*** Opening Information given ***

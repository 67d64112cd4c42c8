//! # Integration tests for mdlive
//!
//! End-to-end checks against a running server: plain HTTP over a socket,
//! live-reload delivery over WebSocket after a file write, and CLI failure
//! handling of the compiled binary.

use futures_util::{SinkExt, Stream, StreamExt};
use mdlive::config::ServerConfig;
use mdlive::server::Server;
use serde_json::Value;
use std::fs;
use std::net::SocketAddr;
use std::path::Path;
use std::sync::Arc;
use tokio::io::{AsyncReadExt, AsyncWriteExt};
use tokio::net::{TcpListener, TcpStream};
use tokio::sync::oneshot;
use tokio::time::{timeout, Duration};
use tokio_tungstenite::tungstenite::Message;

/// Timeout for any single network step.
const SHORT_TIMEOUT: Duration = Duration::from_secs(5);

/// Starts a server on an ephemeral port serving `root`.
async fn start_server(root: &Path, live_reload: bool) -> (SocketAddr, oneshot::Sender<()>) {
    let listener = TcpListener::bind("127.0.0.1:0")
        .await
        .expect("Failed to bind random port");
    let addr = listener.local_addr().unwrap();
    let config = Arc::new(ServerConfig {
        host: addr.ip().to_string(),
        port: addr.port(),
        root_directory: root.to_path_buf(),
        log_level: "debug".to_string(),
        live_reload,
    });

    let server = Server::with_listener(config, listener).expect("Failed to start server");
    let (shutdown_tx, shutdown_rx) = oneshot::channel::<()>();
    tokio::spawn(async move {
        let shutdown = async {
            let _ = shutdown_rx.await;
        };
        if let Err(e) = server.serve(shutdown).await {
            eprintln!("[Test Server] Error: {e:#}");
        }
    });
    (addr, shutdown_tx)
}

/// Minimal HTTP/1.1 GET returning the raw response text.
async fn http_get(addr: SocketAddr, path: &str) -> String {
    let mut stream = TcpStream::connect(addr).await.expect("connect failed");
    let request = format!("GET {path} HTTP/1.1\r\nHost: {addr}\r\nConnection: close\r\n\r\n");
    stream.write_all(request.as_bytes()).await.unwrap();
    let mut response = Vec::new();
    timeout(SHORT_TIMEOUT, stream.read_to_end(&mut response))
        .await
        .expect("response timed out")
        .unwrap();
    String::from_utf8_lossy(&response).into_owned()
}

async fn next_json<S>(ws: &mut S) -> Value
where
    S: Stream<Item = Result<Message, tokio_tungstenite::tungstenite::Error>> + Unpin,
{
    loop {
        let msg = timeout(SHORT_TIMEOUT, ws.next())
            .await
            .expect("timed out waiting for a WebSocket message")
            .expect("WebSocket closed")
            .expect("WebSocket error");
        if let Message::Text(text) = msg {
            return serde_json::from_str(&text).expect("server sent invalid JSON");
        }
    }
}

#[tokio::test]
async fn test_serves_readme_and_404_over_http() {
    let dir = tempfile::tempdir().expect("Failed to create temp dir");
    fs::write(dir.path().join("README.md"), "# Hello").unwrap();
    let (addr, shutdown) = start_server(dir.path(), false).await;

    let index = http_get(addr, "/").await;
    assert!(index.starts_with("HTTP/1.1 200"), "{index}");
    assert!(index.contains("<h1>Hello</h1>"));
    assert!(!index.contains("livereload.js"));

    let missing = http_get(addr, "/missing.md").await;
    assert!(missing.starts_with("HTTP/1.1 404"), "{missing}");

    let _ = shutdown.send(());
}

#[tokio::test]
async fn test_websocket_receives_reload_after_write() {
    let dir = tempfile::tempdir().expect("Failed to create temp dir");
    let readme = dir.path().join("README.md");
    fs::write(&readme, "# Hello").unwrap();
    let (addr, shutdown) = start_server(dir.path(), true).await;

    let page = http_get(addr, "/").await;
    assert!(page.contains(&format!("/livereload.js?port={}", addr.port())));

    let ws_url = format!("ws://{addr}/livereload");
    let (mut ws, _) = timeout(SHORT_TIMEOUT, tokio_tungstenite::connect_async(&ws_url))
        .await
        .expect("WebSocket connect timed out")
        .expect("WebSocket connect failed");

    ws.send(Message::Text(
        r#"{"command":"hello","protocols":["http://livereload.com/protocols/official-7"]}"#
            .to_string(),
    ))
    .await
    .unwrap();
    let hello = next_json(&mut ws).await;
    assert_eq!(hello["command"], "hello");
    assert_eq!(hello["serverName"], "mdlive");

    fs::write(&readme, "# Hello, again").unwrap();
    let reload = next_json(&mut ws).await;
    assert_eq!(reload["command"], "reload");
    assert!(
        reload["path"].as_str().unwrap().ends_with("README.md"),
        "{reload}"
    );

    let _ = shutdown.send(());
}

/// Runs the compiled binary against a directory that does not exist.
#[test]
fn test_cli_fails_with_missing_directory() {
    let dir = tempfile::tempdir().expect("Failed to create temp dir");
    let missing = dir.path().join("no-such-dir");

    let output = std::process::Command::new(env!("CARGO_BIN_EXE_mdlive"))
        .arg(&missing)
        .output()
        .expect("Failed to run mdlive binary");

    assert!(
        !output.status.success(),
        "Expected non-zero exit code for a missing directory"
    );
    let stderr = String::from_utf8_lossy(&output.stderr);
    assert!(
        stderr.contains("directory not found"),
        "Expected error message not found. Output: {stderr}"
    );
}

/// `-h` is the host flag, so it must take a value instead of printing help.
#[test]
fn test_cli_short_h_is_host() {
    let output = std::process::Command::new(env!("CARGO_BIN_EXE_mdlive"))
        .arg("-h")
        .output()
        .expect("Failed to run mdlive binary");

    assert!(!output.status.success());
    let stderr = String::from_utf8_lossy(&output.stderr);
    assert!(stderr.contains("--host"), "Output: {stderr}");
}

*** Closing Information given ***

◆ **Exercise**
Copy the entries above exactly. Miss none of them.

◆ **Task answer**
repository 67d64112cd4c42c8
//! # Integration tests for mdlive
//!
//! End-to-end checks against a running server: plain HTTP over a socket,
//! live-reload delivery over WebSocket after a file write, and CLI failure
//! handling of the compiled binary.

use futures_util::{SinkExt, Stream, StreamExt};
use mdlive::config::ServerConfig;
use mdlive::server::Server;
use serde_json::Value;
use std::fs;
use std::net::SocketAddr;
use std::path::Path;
use std::sync::Arc;
use tokio::io::{AsyncReadExt, AsyncWriteExt};
use tokio::net::{TcpListener, TcpStream};
use tokio::sync::oneshot;
use tokio::time::{timeout, Duration};
use tokio_tungstenite::tungstenite::Message;

/// Timeout for any single network step.
const SHORT_TIMEOUT: Duration = Duration::from_secs(5);

/// Starts a server on an ephemeral port serving `root`.
async fn start_server(root: &Path, live_reload: bool) -> (SocketAddr, oneshot::Sender<()>) {
    let listener = TcpListener::bind("127.0.0.1:0")
        .await
        .expect("Failed to bind random port");
    let addr = listener.local_addr().unwrap();
    let config = Arc::new(ServerConfig {
        host: addr.ip().to_string(),
        port: addr.port(),
        root_directory: root.to_path_buf(),
        log_level: "debug".to_string(),
        live_reload,
    });

    let server = Server::with_listener(config, listener).expect("Failed to start server");
    let (shutdown_tx, shutdown_rx) = oneshot::channel::<()>();
    tokio::spawn(async move {
        let shutdown = async {
            let _ = shutdown_rx.await;
        };
        if let Err(e) = server.serve(shutdown).await {
            eprintln!("[Test Server] Error: {e:#}");
        }
    });
    (addr, shutdown_tx)
}

/// Minimal HTTP/1.1 GET returning the raw response text.
async fn http_get(addr: SocketAddr, path: &str) -> String {
    let mut stream = TcpStream::connect(addr).await.expect("connect failed");
    let request = format!("GET {path} HTTP/1.1\r\nHost: {addr}\r\nConnection: close\r\n\r\n");
    stream.write_all(request.as_bytes()).await.unwrap();
    let mut response = Vec::new();
    timeout(SHORT_TIMEOUT, stream.read_to_end(&mut response))
        .await
        .expect("response timed out")
        .unwrap();
    String::from_utf8_lossy(&response).into_owned()
}

async fn next_json<S>(ws: &mut S) -> Value
where
    S: Stream<Item = Result<Message, tokio_tungstenite::tungstenite::Error>> + Unpin,
{
    loop {
        let msg = timeout(SHORT_TIMEOUT, ws.next())
            .await
            .expect("timed out waiting for a WebSocket message")
            .expect("WebSocket closed")
            .expect("WebSocket error");
        if let Message::Text(text) = msg {
            return serde_json::from_str(&text).expect("server sent invalid JSON");
        }
    }
}

#[tokio::test]
async fn test_serves_readme_and_404_over_http() {
    let dir = tempfile::tempdir().expect("Failed to create temp dir");
    fs::write(dir.path().join("README.md"), "# Hello").unwrap();
    let (addr, shutdown) = start_server(dir.path(), false).await;

    let index = http_get(addr, "/").await;
    assert!(index.starts_with("HTTP/1.1 200"), "{index}");
    assert!(index.contains("<h1>Hello</h1>"));
    assert!(!index.contains("livereload.js"));

    let missing = http_get(addr, "/missing.md").await;
    assert!(missing.starts_with("HTTP/1.1 404"), "{missing}");

    let _ = shutdown.send(());
}

#[tokio::test]
async fn test_websocket_receives_reload_after_write() {
    let dir = tempfile::tempdir().expect("Failed to create temp dir");
    let readme = dir.path().join("README.md");
    fs::write(&readme, "# Hello").unwrap();
    let (addr, shutdown) = start_server(dir.path(), true).await;

    let page = http_get(addr, "/").await;
    assert!(page.contains(&format!("/livereload.js?port={}", addr.port())));

    let ws_url = format!("ws://{addr}/livereload");
    let (mut ws, _) = timeout(SHORT_TIMEOUT, tokio_tungstenite::connect_async(&ws_url))
        .await
        .expect("WebSocket connect timed out")
        .expect("WebSocket connect failed");

    ws.send(Message::Text(
        r#"{"command":"hello","protocols":["http://livereload.com/protocols/official-7"]}"#
            .to_string(),
    ))
    .await
    .unwrap();
    let hello = next_json(&mut ws).await;
    assert_eq!(hello["command"], "hello");
    assert_eq!(hello["serverName"], "mdlive");

    fs::write(&readme, "# Hello, again").unwrap();
    let reload = next_json(&mut ws).await;
    assert_eq!(reload["command"], "reload");
    assert!(
        reload["path"].as_str().unwrap().ends_with("README.md"),
        "{reload}"
    );

    let _ = shutdown.send(());
}

/// Runs the compiled binary against a directory that does not exist.
#[test]
fn test_cli_fails_with_missing_directory() {
    let dir = tempfile::tempdir().expect("Failed to create temp dir");
    let missing = dir.path().join("no-such-dir");

    let output = std::process::Command::new(env!("CARGO_BIN_EXE_mdlive"))
        .arg(&missing)
        .output()
        .expect("Failed to run mdlive binary");

    assert!(
        !output.status.success(),
        "Expected non-zero exit code for a missing directory"
    );
    let stderr = String::from_utf8_lossy(&output.stderr);
    assert!(
        stderr.contains("directory not found"),
        "Expected error message not found. Output: {stderr}"
    );
}

/// `-h` is the host flag, so it must take a value instead of printing help.
#[test]
fn test_cli_short_h_is_host() {
    let output = std::process::Command::new(env!("CARGO_BIN_EXE_mdlive"))
        .arg("-h")
        .output()
        .expect("Failed to run mdlive binary");

    assert!(!output.status.success());
    let stderr = String::from_utf8_lossy(&output.stderr);
    assert!(stderr.contains("--host"), "Output: {stderr}");
}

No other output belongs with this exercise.